Data ini memberikan sinyal positif bagi The Fed bahwa kondisi ekonomi AS tetap solid, sekaligus memperkuat sikap hati-hati bank sentral dalam menurunkan suku bunga dalam waktu dekat.
Ketua The Fed Jerome Powell dalam konferensi pers pada Rabu menyatakan bahwa pihaknya tidak tergesa-gesa dalam menurunkan suku bunga, memperkuat pandangan bahwa suku bunga tinggi kemungkinan bertahan lebih lama dari yang diantisipasi sebelumnya.
Meski begitu, pasar swap masih memperkirakan akan ada pemangkasan suku bunga sebesar 25 basis poin pada pertemuan FOMC bulan Juli, dan dua pemotongan tambahan menjelang akhir tahun.
Menariknya, di tengah tren penurunan harga emas, beberapa bank sentral global justru menambah cadangan emas mereka. Dewan Emas Dunia melaporkan bahwa pada bulan April, Bank Rakyat Tiongkok (PBoC) menambah 2 ton emas, memperpanjang tren akumulasi selama enam bulan berturut-turut.
Bank Sentral Polandia (NBP) bahkan membeli 12 ton emas, sehingga total cadangannya menjadi 509 ton, sementara Bank Nasional Ceko menambah 2,5 ton cadangan emas bulan lalu.
Dari sisi teknikal, prospek jangka pendek emas terlihat bearish.
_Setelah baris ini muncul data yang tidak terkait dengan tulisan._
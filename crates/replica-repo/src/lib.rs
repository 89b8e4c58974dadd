//! Repository handle for replica.
//!
//! A [`Repository`] bundles every cache mirrored from one external
//! repository: references and `HEAD`, the revision cache, stash, notes,
//! remotes, submodules, contributors, configuration and working tree status.
//! [`RepositoryLoader`] builds one from nothing in a fixed, cancellable,
//! progress-reporting sequence.
//!
//! # Modules
//!
//! - [`repository`] — [`Repository`]: refresh by change category, remote operations, disposal
//! - [`loader`] — [`RepositoryLoader`] and [`LoadProgress`]
//! - [`records`] — Record-backed collections ([`Remotes`], [`Notes`], [`Users`], ...)
//! - [`stash`] — [`StashedStates`]
//! - [`status`] — [`Status`] and [`RepositoryState`]
//! - [`config`] — [`RepositoryConfig`], loadable from TOML
//! - [`cancel`] — [`CancellationToken`]
//! - [`error`] — [`RepoError`]

pub mod cancel;
pub mod config;
pub mod error;
pub mod loader;
pub mod records;
pub mod repository;
pub mod stash;
pub mod status;

#[cfg(test)]
mod testing;

pub use cancel::CancellationToken;
pub use config::RepositoryConfig;
pub use error::{RepoError, Result};
pub use loader::{LoadProgress, ProgressReporter, RepositoryLoader};
pub use records::{
    ConfigParameter, ConfigParameters, Contributor, NamedRecord, Note, Notes, Record,
    RecordCollection, Remote, Remotes, Submodule, Submodules, Users,
};
pub use repository::Repository;
pub use stash::{StashedState, StashedStates};
pub use status::{RepositoryState, Status};
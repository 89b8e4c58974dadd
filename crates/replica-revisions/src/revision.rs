use std::fmt;
use std::sync::{Arc, PoisonError, RwLock, RwLockReadGuard};

use replica_accessor::RevisionData;
use replica_types::{Hash, ReferenceKey, Signature};

use crate::links::ReferenceLinks;

#[derive(Debug, Default)]
struct Details {
    subject: String,
    body: String,
    tree_hash: Option<Hash>,
    parents: Vec<Arc<Revision>>,
    author: Option<Signature>,
    committer: Option<Signature>,
    is_loaded: bool,
}

/// A commit, unique per hash within a [`RevisionCache`](crate::RevisionCache).
///
/// The hash never changes. Everything else starts empty for a stub and is
/// filled in place once the commit has been queried, so holders of the
/// `Arc` see the richer data without re-fetching the instance.
pub struct Revision {
    hash: Hash,
    details: RwLock<Details>,
    links: Arc<ReferenceLinks>,
}

impl Revision {
    pub(crate) fn stub(hash: Hash, links: Arc<ReferenceLinks>) -> Self {
        Self {
            hash,
            details: RwLock::new(Details::default()),
            links,
        }
    }

    fn details(&self) -> RwLockReadGuard<'_, Details> {
        self.details.read().unwrap_or_else(PoisonError::into_inner)
    }

    pub fn hash(&self) -> Hash {
        self.hash
    }

    /// `false` for a hash-only stub.
    pub fn is_loaded(&self) -> bool {
        self.details().is_loaded
    }

    pub fn subject(&self) -> String {
        self.details().subject.clone()
    }

    pub fn body(&self) -> String {
        self.details().body.clone()
    }

    pub fn tree_hash(&self) -> Option<Hash> {
        self.details().tree_hash
    }

    /// Parents in order, first parent first.
    pub fn parents(&self) -> Vec<Arc<Revision>> {
        self.details().parents.clone()
    }

    pub fn author(&self) -> Option<Signature> {
        self.details().author.clone()
    }

    pub fn committer(&self) -> Option<Signature> {
        self.details().committer.clone()
    }

    /// References currently resolving to this revision.
    pub fn references(&self) -> Vec<ReferenceKey> {
        self.links.of(&self.hash)
    }

    /// Populate from a record. `parents` are the cached instances for
    /// `data.parents`, in the same order.
    pub(crate) fn fill(&self, data: RevisionData, parents: Vec<Arc<Revision>>) {
        let mut details = self.details.write().unwrap_or_else(PoisonError::into_inner);
        details.subject = data.subject;
        details.body = data.body;
        details.tree_hash = data.tree_hash;
        details.parents = parents;
        details.author = data.author;
        details.committer = data.committer;
        details.is_loaded = true;
    }
}

impl PartialEq for Revision {
    fn eq(&self, other: &Self) -> bool {
        self.hash == other.hash
    }
}

impl Eq for Revision {}

impl fmt::Debug for Revision {
    fn fmt(&self, f: &mut fmt::Formatter<'_>) -> fmt::Result {
        f.debug_struct("Revision")
            .field("hash", &self.hash)
            .field("loaded", &self.is_loaded())
            .finish()
    }
}

impl fmt::Display for Revision {
    fn fmt(&self, f: &mut fmt::Formatter<'_>) -> fmt::Result {
        let details = self.details();
        if details.subject.is_empty() {
            write!(f, "{}", self.hash.short_hex())
        } else {
            write!(f, "{} {}", self.hash.short_hex(), details.subject)
        }
    }
}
Penurunan harga di bawah level USD3.400 membuka jalan bagi tekanan lebih lanjut, dengan support kritis berikutnya berada di USD3.300. Jika level ini tertembus, emas berpotensi melemah hingga ke level terendah siklus pada 1 Mei di USD3.202.
"Momentum jangka pendek menunjukkan pembeli mulai kehilangan tenaga," ungkap seorang analis teknikal. "Indeks Kekuatan Relatif (RSI) mulai mengarah ke zona oversold, yang mencerminkan tekanan jual masih dominan."
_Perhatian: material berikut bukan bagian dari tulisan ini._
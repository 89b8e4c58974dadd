//! Working tree summary and in-progress operation state.

use std::fmt;
use std::sync::{Arc, PoisonError, RwLock};

use tracing::debug;

use replica_accessor::{RepositoryAccessor, RepositoryStateData, StatusData};
use replica_events::{EventChannel, EventStream};

use crate::error::Result;

/// Latest working tree summary. `changed` fires only when a refresh
/// reports different counts.
pub struct Status {
    accessor: Arc<dyn RepositoryAccessor>,
    data: RwLock<StatusData>,
    changed: EventChannel<StatusData>,
}

impl Status {
    pub fn new(accessor: Arc<dyn RepositoryAccessor>, capacity: usize) -> Self {
        Self {
            accessor,
            data: RwLock::new(StatusData::default()),
            changed: EventChannel::with_capacity(capacity),
        }
    }

    pub fn data(&self) -> StatusData {
        *self.data.read().unwrap_or_else(PoisonError::into_inner)
    }

    pub fn is_clean(&self) -> bool {
        self.data().is_clean()
    }

    pub fn subscribe_changed(&self) -> EventStream<StatusData> {
        self.changed.subscribe()
    }

    /// Returns `true` if the summary changed.
    pub fn apply(&self, data: StatusData) -> bool {
        {
            let mut current = self.data.write().unwrap_or_else(PoisonError::into_inner);
            if *current == data {
                return false;
            }
            *current = data;
        }
        debug!(staged = data.staged(), unstaged = data.unstaged(), "status changed");
        self.changed.emit(data);
        true
    }

    pub fn refresh(&self) -> Result<bool> {
        let data = self.accessor.query_status()?;
        Ok(self.apply(data))
    }
}

impl fmt::Debug for Status {
    fn fmt(&self, f: &mut fmt::Formatter<'_>) -> fmt::Result {
        f.debug_tuple("Status").field(&self.data()).finish()
    }
}

/// In-progress operation of the repository (merge, rebase, ...).
pub struct RepositoryState {
    accessor: Arc<dyn RepositoryAccessor>,
    value: RwLock<RepositoryStateData>,
}

impl RepositoryState {
    pub fn new(accessor: Arc<dyn RepositoryAccessor>) -> Self {
        Self {
            accessor,
            value: RwLock::new(RepositoryStateData::default()),
        }
    }

    pub fn get(&self) -> RepositoryStateData {
        *self.value.read().unwrap_or_else(PoisonError::into_inner)
    }

    pub fn refresh(&self) -> Result<RepositoryStateData> {
        let value = self.accessor.query_repository_state()?;
        *self.value.write().unwrap_or_else(PoisonError::into_inner) = value;
        Ok(value)
    }
}

impl fmt::Debug for RepositoryState {
    fn fmt(&self, f: &mut fmt::Formatter<'_>) -> fmt::Result {
        f.debug_tuple("RepositoryState").field(&self.get()).finish()
    }
}

#[cfg(test)]
mod tests {
    use super::*;
    use replica_accessor::InMemoryAccessor;
    use tokio::sync::broadcast::error::TryRecvError;

    #[test]
    fn changed_fires_only_on_difference() {
        let accessor = Arc::new(InMemoryAccessor::new());
        let status = Status::new(accessor.clone(), 8);
        let mut rx = status.subscribe_changed();
        assert!(!status.refresh().unwrap());

        accessor.modify(|f| f.status.unstaged_modified = 2);
        assert!(status.refresh().unwrap());
        assert!(!status.refresh().unwrap());
        assert_eq!(rx.try_recv().unwrap().unstaged_modified, 2);
        assert_eq!(rx.try_recv().unwrap_err(), TryRecvError::Empty);
        assert!(!status.is_clean());
    }

    #[test]
    fn state_follows_repository() {
        let accessor = Arc::new(InMemoryAccessor::new());
        let state = RepositoryState::new(accessor.clone());
        assert_eq!(state.get(), RepositoryStateData::Clean);
        accessor.modify(|f| f.state = RepositoryStateData::Merging);
        assert_eq!(state.refresh().unwrap(), RepositoryStateData::Merging);
        assert_eq!(state.get(), RepositoryStateData::Merging);
    }
}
Namun demikian, jika terjadi pembalikan arah dan harga mampu menembus kembali USD3.350, maka peluang untuk retest ke USD3.400 masih terbuka.
Pelaku pasar kini mengalihkan perhatian ke pertemuan penting antara delegasi dagang Amerika Serikat dan Tiongkok yang dijadwalkan berlangsung pada Sabtu mendatang di Swiss. Pertemuan ini akan membahas kebijakan tarif dan bisa menjadi katalis besar berikutnya bagi arah harga emas dan sentimen pasar secara keseluruhan.